今年の出航地、南イロコス州のダルダラートで、10人のクルー全員で記念撮影。昨年までの2年間、同じメンバーだったが最年長のインドネシア人クルーの一人が、日本大震災のあった3月11日の朝遭難死して、欠けてしまった。
気象庁の5月25日の午後の発表では、台風の状況は以下のようになっている。28日の午後に私たちのいるバタン諸島は暴風域に入ることになっている。それまではじっと待って、台風の通過するのを待つ。ここで壊れたらもうしょうがないだろうという完璧な避難港に縄文号とパクール号を入れて、ロープで引っ張った。
〈28日15時の予報〉
強さ 非常に強い
存在地域 沖縄の南
予報円の中心 北緯 21度10分(21.2度)
東経 123度50分(123.8度)
進行方向、速さ 北 15km/h(8kt)
中心気圧 935hPa
中心付近の最大風速 50m/s(95kt)
最大瞬間風速 70m/s(135kt)
予報円の半径 300km(160NM)
暴風警戒域 全域 480km(260NM)
台風2号が去ってもまだ1~2日はうねりが残るので、ここを出航するのは早くても今月31日の予定だ。順調にいけば6月2日に台湾の蘭嶼島に入り、6月10日には台湾本島の成功港という幸先のいい名の港を出て沖縄を目指す。しかし今までの航海で計算通りに行ったことはない。

午前5時前からうっすらと明るくなるが、東の空から西の空へジワリとピンクあるいはオレンジ色に色付いてくる。毎朝様々な色に変わる雲を見るのは楽しみの一つでもある。もちろん西の水平線が熱い雲でおおわれて、どんよりと鼠色のままのことも多い。

疾走する縄文号。ニワトリをペット化して飼っている。賭けで闘鶏をよくやっている出航地のダルダラートで縄文号、パクール号それぞれ1羽ずつ購入した。パクール号はすぐに首を切り、おなかに収めてしまったが、縄文号は餌をあたえ、ペットにしてしまった。とはいえ、なついているわけではない。

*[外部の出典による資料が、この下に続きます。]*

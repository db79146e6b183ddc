use burn::tensor::activation::softmax;
use burn::tensor::backend::Backend;
use burn::tensor::{Tensor, TensorData};
use burn_dataset::aug::{image_to_chw, resize_image};
use burn_dataset::ImageShape;
use image::RgbImage;
use models::Fcn;
use vision_core::interfaces::{SegmentationMask, Segmenter};

/// Index of the road channel in the decoder scores.
const ROAD_CLASS: usize = 1;

/// Wraps a trained [`Fcn`] for per-image road probability.
///
/// Expects a module without autodiff (`model.valid()` after training).
pub struct FcnSegmenter<B: Backend> {
    model: Fcn<B>,
    shape: ImageShape,
    device: B::Device,
}

impl<B: Backend> FcnSegmenter<B> {
    pub fn new(model: Fcn<B>, shape: ImageShape, device: B::Device) -> anyhow::Result<Self> {
        if model.num_classes() <= ROAD_CLASS {
            anyhow::bail!(
                "segmenter needs a road class; model has {} classes",
                model.num_classes()
            );
        }
        Ok(Self {
            model,
            shape,
            device,
        })
    }

    pub fn shape(&self) -> ImageShape {
        self.shape
    }
}

impl<B: Backend> Segmenter for FcnSegmenter<B> {
    fn segment(&mut self, image: &RgbImage) -> SegmentationMask {
        let resized = resize_image(image, self.shape);
        let (h, w) = (self.shape.height as usize, self.shape.width as usize);
        let input = Tensor::<B, 4>::from_data(
            TensorData::new(image_to_chw(&resized), [1, 3, h, w]),
            &self.device,
        );
        let scores = self.model.forward(input, 1.0);
        let probs = softmax(scores, 1).slice([0..1, ROAD_CLASS..ROAD_CLASS + 1, 0..h, 0..w]);
        let road = probs
            .into_data()
            .to_vec::<f32>()
            .unwrap_or_else(|_| vec![0.0; h * w]);
        SegmentationMask::new(self.shape.width, self.shape.height, road)
    }

    fn input_size(&self) -> (u32, u32) {
        (self.shape.width, self.shape.height)
    }
}

#[cfg(test)]
mod tests {
    use super::*;
    use burn::backend::ndarray::NdArray;
    use image::Rgb;
    use models::{FcnConfig, Vgg16Config};

    type TestBackend = NdArray<f32>;

    fn tiny_model(num_classes: usize) -> Fcn<TestBackend> {
        let cfg = FcnConfig::new(
            Vgg16Config {
                in_channels: 3,
                block_channels: [4, 4, 8, 8, 8],
                fc_channels: 16,
            },
            num_classes,
        );
        cfg.init(&Default::default())
    }

    #[test]
    fn probabilities_cover_working_resolution() {
        let shape = ImageShape::new(32, 64);
        let mut seg =
            FcnSegmenter::new(tiny_model(2), shape, Default::default()).unwrap();
        let image = RgbImage::from_pixel(100, 40, Rgb([120, 60, 30]));
        let mask = seg.segment(&image);
        assert_eq!((mask.width, mask.height), (64, 32));
        assert_eq!(mask.scores.len(), 64 * 32);
        assert!(mask.scores.iter().all(|p| (0.0..=1.0).contains(p)));
        assert_eq!(seg.input_size(), (64, 32));
    }

    #[test]
    fn single_class_model_is_rejected() {
        let shape = ImageShape::new(32, 32);
        assert!(FcnSegmenter::new(tiny_model(1), shape, Default::default()).is_err());
    }
}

アーム(横木)とパラット(フロートの竹)を結ぶへの字型のタデイ、これらを結んでいるのがロタン(籘)で、釘のようにがっちりと固定せずに、弾力性があり、しなやかにばねのように動くことによって壊れにくくなっている。最近ではロタンは使われず、テグス(ナイロンの釣糸)が利用されるようになった。

この海峡は太平洋と南シナ海の間にあり、複雑に潮が行き来しているうえに黒潮が流れていて、さらに潮を読むのを難しくしている。幸い海は大きく荒れることはなくここまで来たが、超大型台風2号がこちらに向かっている。

船を走らせながら料理をする。料理は豚を食べないイスラムのインドネシア人クルーに合わせて作る。食事のタブーのため、異文化の食事に慣れやすい日本人が、慣れにくいインドネシア人に合わせた。それ以上に彼らの料理は旨い。

竹という素材もしなやかで強いが、虫が食ったり劣化したりで弱ることもある。この日少し強い風が吹き、ブーム(帆を張っている棒)が折れた。こういうアクシデントは常におこる。大切なのは、事故を予防する最新の注意と、事故が起こってしまったらいかに迅速に対処するかだ。

日の出はいつみても飽きない。マヤ文明では太陽は隠れている間にエネルギーをみなぎらせ、再び出てくる。太陽が出てこないことを恐れて、敵の戦士の首や血をいけにえにささげた。太古から人々は、太陽が出たり没したりする現象をどう考えていたのだろうか。

フィリピンのルソン島と台湾の間にある海峡をルソン海峡という。私たちの航海の難所の一つだ。島から島へと移動していくが、島の間が長いと夜も航海する。左手に見えるのが3つ目の島Babuyan島と火山。この後夜の航海になり、雨と雷に見舞われた。

フィリピンの北部がアウトリガーカヌーの北限になっている。ポリネシア、ミクロネシアではシングルアウトリガー、インドネシアとフィリピンではダブルアウトリガーカヌーだが、同じダブルでもインドネシアとフィリピンとでは違う。

3度の食事にはご飯が欠かせないが副食も多彩だ。釣った魚を食べることが多いが、食べきれないと干物にする。この日は豪華な伊勢海老が料理された。自分たちで取ったわけではなく、土地の漁師から買った。たまにはこんな贅沢をする。いつも魚がたくさん捕れるわけではなく、ひとかけらのしょっぱい干し魚でどんぶり一杯のご飯を食べることも。

いつも順調に航海しているわけではない。逆風、逆潮、無風の時私たちは立ち往生してしまう。その時は帆をたたんで待つか、懸命にオールを漕ぐ。しかし漕いでもせいぜい時速2キロ/時だ。風が吹けば5~6キロ/時は出る。